Desmond Doss (Andrew Garfield), jovem do interior dos Estados Unidos, das profundezas da tradição. Sua fé o move indistintamente; na guerra (a Segunda Grande Guerra), decerto cegamente. Um purgatório terreno, real, cruel e violento, tudo isso o jovem assume para si, toma como missão. Cristão de ordem adventista (lembremos, apenas de passagem, que os Adventistas do Sétimo Dia, como é o caso do protagonista do filme de Mel Gibson, são esperançosos pelo advento de Cristo, que então retornaria), portanto protestante de seiva conservadora, Doss vai à guerra para salvar, não para matar. Ele não quer ser ímpio. Não pega em armas, se recusa desde o treinamento e acaba servindo como médico após uma guerra interna com o Exército do seu próprio país (seus superiores tentaram de tudo para impedir que fosse ao campo de batalha). Vai ao front para prover assistência médica, como diz o título do filme, Até o Último Homem.
Boa parte do filme se passa nesses momentos que antecedem o combate e o espetáculo edificante e bárbaro do indivíduo redentor, material que abunda sua metade final. Em geral são ruins e existem, grosso modo, para fornecer os motivos que reforçaram a fé de Doss (como se precisasse). Quando jovem, ele feriu gravemente o irmão após uma briga que, incentivada pelo pai, parecia fazer parte da educação dos meninos. Agressivo e alcoolista, o pai de Doss feria a todos, a ele, ao irmão e principalmente a mãe. História de redenção, trama de sacrifício: Mel Gibson não acha necessário, no entanto, se desculpar por seus motivos políticos, morais, religiosos e estéticos. Os clichês, internamente assimilados, se articulam simplesmente para que sua composição tome o efeito desejado: que nossos corpos se percebam paralisados ao final da sessão – se de amor ou ódio, pouco importa. Que muitos espectadores questionem os motivos ridículos de sua fé, isso ele conscientemente ignora, o que serve bem ao seu filme ao mesmo tempo em que o afasta de uma percepção mais complexa de sua abordagem. Mas ele não quer ir tão longe para não errar.

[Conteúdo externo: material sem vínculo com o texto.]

// Moderation domain models - data structures for the decision pipeline.
//
// These are pure domain types with no transport dependencies.
// The front-end decides how a verdict is presented to the user.

use crate::core::rules::WordCombination;
use serde::{Deserialize, Serialize};
use std::fmt;

/// Which part of the pipeline produced a verdict.
#[derive(Debug, Clone, Copy, PartialEq, Eq, Serialize, Deserialize)]
pub enum VerdictSource {
    /// Deterministic local rules only
    Local,
    /// Local rules, corroborated by a classifier
    Combined,
}

impl fmt::Display for VerdictSource {
    fn fmt(&self, f: &mut fmt::Formatter<'_>) -> fmt::Result {
        match self {
            VerdictSource::Local => write!(f, "local"),
            VerdictSource::Combined => write!(f, "combined"),
        }
    }
}

/// Outcome of one moderation check.
#[derive(Debug, Clone, PartialEq)]
pub struct Verdict {
    pub is_violation: bool,
    /// Names the rule that fired, for auditing. `None` for clean messages.
    pub reason: Option<String>,
    pub source: VerdictSource,
}

impl Verdict {
    /// A "no violation" verdict.
    pub fn clean() -> Self {
        Self {
            is_violation: false,
            reason: None,
            source: VerdictSource::Local,
        }
    }

    /// A violation found by the local rules.
    pub fn local(reason: String) -> Self {
        Self {
            is_violation: true,
            reason: Some(reason),
            source: VerdictSource::Local,
        }
    }

    /// Reason text, or an empty string for clean verdicts.
    pub fn reason_text(&self) -> &str {
        self.reason.as_deref().unwrap_or("")
    }
}

/// Heuristic triggers, checked in this order after the rule-based checks.
#[derive(Debug, Clone, Copy, PartialEq, Eq)]
pub enum Trigger {
    /// Message is longer than the configured limit
    LongMessage,
    /// More than the configured share of characters are uppercase
    ExcessiveCaps,
    /// Repeated message detection. Not implemented yet, never fires.
    RepeatedMessage,
}

impl Trigger {
    pub const ALL: [Trigger; 3] = [
        Trigger::LongMessage,
        Trigger::ExcessiveCaps,
        Trigger::RepeatedMessage,
    ];
}

impl fmt::Display for Trigger {
    fn fmt(&self, f: &mut fmt::Formatter<'_>) -> fmt::Result {
        match self {
            Trigger::LongMessage => write!(f, "long message"),
            Trigger::ExcessiveCaps => write!(f, "excessive caps"),
            Trigger::RepeatedMessage => write!(f, "repeated message"),
        }
    }
}

/// The first local rule that matched a message.
#[derive(Debug, Clone, PartialEq)]
pub enum LocalHit {
    Combination(WordCombination),
    StopWord { word: String, category: String },
    SpamPattern { description: String, matched: String },
    Trigger(Trigger),
}

impl LocalHit {
    /// Human-readable reason naming the rule that fired.
    pub fn reason(&self) -> String {
        match self {
            LocalHit::Combination(combo) => format!(
                "Forbidden word combination: '{}' + '{}' (category: {}, severity: {})",
                combo.word_a(),
                combo.word_b(),
                combo.category,
                combo.severity
            ),
            LocalHit::StopWord { word, category } => {
                format!("Forbidden word: '{}' (category: {})", word, category)
            }
            LocalHit::SpamPattern {
                description,
                matched,
            } => format!("Spam pattern: {} - matched: {}", description, matched),
            LocalHit::Trigger(trigger) => format!("Moderation trigger: {}", trigger),
        }
    }
}

/// Thresholds for the heuristic triggers.
#[derive(Debug, Clone, Copy)]
pub struct HeuristicLimits {
    /// Messages with more characters than this fire `LongMessage`
    pub max_message_chars: usize,
    /// Uppercase share above this fires `ExcessiveCaps`
    pub caps_ratio_threshold: f64,
}

impl Default for HeuristicLimits {
    fn default() -> Self {
        Self {
            max_message_chars: 500,
            caps_ratio_threshold: 0.5,
        }
    }
}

Até o Último Homem expõe a contradição, cinematográfica por excelência, da pureza da fé de seu protagonista com a sujeira do sangue que transborda do campo de batalha – e que Mel Gibson filma com despudor. Fé, como todas, que comporta uma contradição diante da qual o crente precisa se rebater para mantê-la. No caso de Doss, como fazer parte da guerra não fazendo?

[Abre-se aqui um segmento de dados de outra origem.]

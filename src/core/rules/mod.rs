// Core rules module - declarative moderation rules and their compiled form.

pub mod rule_models;
pub mod rule_set;

pub use rule_models::*;
pub use rule_set::*;
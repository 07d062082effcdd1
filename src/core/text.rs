// Small text helpers shared by the core components.

/// How much of a user's message we are willing to put into a log line.
pub const LOG_PREVIEW_CHARS: usize = 100;

/// Cut `text` down to at most `max_chars` characters without splitting a
/// multi-byte character.
pub fn truncate_chars(text: &str, max_chars: usize) -> &str {
    match text.char_indices().nth(max_chars) {
        Some((byte_idx, _)) => &text[..byte_idx],
        None => text,
    }
}

/// Preview of message content for log lines.
pub fn truncate_for_log(text: &str) -> &str {
    truncate_chars(text, LOG_PREVIEW_CHARS)
}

Diferentemente de um Clint, vide Sniper Americano, o filme de Gibson é refratário de uma análise mais dura sobre o herói que filma, parece aceitar com muito mais facilidade e languidez a síntese que propõe. Isso se deve, talvez, ao fato de Gibson estar muito mais aferrado ao seu sistema de crenças do que Clint, o segundo mais cético e radical quanto à representação do “herói”, que também enfrenta dilemas morais de ordem patriótica e religiosa (só que, em Sniper, se mata para salvar). Questão imanente de fé.

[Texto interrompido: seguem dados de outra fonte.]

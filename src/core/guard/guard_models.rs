// Guard domain models - caller capabilities and per-message outcomes.

use crate::core::ledger::LedgerError;
use chrono::{DateTime, Utc};
use std::collections::HashSet;
use thiserror::Error;

// ============================================================================
// ERRORS
// ============================================================================

#[derive(Debug, Error)]
pub enum GuardError {
    /// The violation or ban could not be persisted; nothing was enforced.
    #[error("Ledger error: {0}")]
    Ledger(#[from] LedgerError),
}

// ============================================================================
// CAPABILITY PORT
// ============================================================================

/// Caller-provided knowledge about users.
pub trait UserDirectory: Send + Sync {
    /// Privileged users bypass moderation and get the admin rate tier.
    fn is_privileged(&self, user_id: u64) -> bool;

    /// New users get the stricter rate tier.
    fn is_new_user(&self, _user_id: u64) -> bool {
        false
    }
}

/// Fixed user lists, typically read from configuration.
#[derive(Debug, Clone, Default)]
pub struct StaticUserDirectory {
    admins: HashSet<u64>,
    new_users: HashSet<u64>,
}

impl StaticUserDirectory {
    pub fn new(
        admins: impl IntoIterator<Item = u64>,
        new_users: impl IntoIterator<Item = u64>,
    ) -> Self {
        Self {
            admins: admins.into_iter().collect(),
            new_users: new_users.into_iter().collect(),
        }
    }
}

impl UserDirectory for StaticUserDirectory {
    fn is_privileged(&self, user_id: u64) -> bool {
        self.admins.contains(&user_id)
    }

    fn is_new_user(&self, user_id: u64) -> bool {
        self.new_users.contains(&user_id)
    }
}

// ============================================================================
// OUTCOMES
// ============================================================================

/// What happened to one inbound message. Wording is up to the front-end.
#[derive(Debug, Clone, PartialEq)]
pub enum GuardOutcome {
    /// Passed every check
    Allowed,
    /// Privileged sender, moderation skipped
    Bypassed,
    /// Too many requests; `violation_count` is the rate violation total
    RateLimited {
        seconds_to_reset: f64,
        violation_count: u32,
    },
    /// Sender is currently banned, message dropped unseen
    Banned {
        reason: Option<String>,
        until: Option<DateTime<Utc>>,
    },
    /// First violation in the window
    Warned { reason: String, count: u32 },
    /// Repeated violation, sender banned
    BanApplied {
        minutes: u32,
        reason: String,
        count: u32,
    },
}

Neste contexto, na Batalha de Okinawa, aos olhos de todos os personagens americanos do filme (com uma exceção importante e fundamental, a saber, o próprio Doss), é claro que os japoneses são monstros inferiores, nutridos apenas pela ânsia de matar. O americano bom, este não: Doss salva inclusive alguns soldados inimigos no front. Sua fé é acima de tudo universal. Todos os outros combatentes veem os japoneses como insetos, mas Doss não os menciona desse modo, sequer os menciona. Este é, portanto, o artifício que desencadeia a divergência. Doss é incapaz de odiar o inimigo, todos os outros querem vê-los dilacerados. Como pode um homem não querer matar enquanto seus colegas se sacrificam pela pátria? Gibson responde mostrando que seu personagem central está inspirado por Deus e, assim sendo, ele irá triunfar. Como? O que ele consegue, de fato, é salvar o fracasso de todos os demais.
Hacksaw Ridge, de Mel Gibson, EUA, 2016. Com Andrew Garfield, Vince Vaughn, Teresa Palmer, Sam Worthington, Hugo Weaving, Luke Bracey.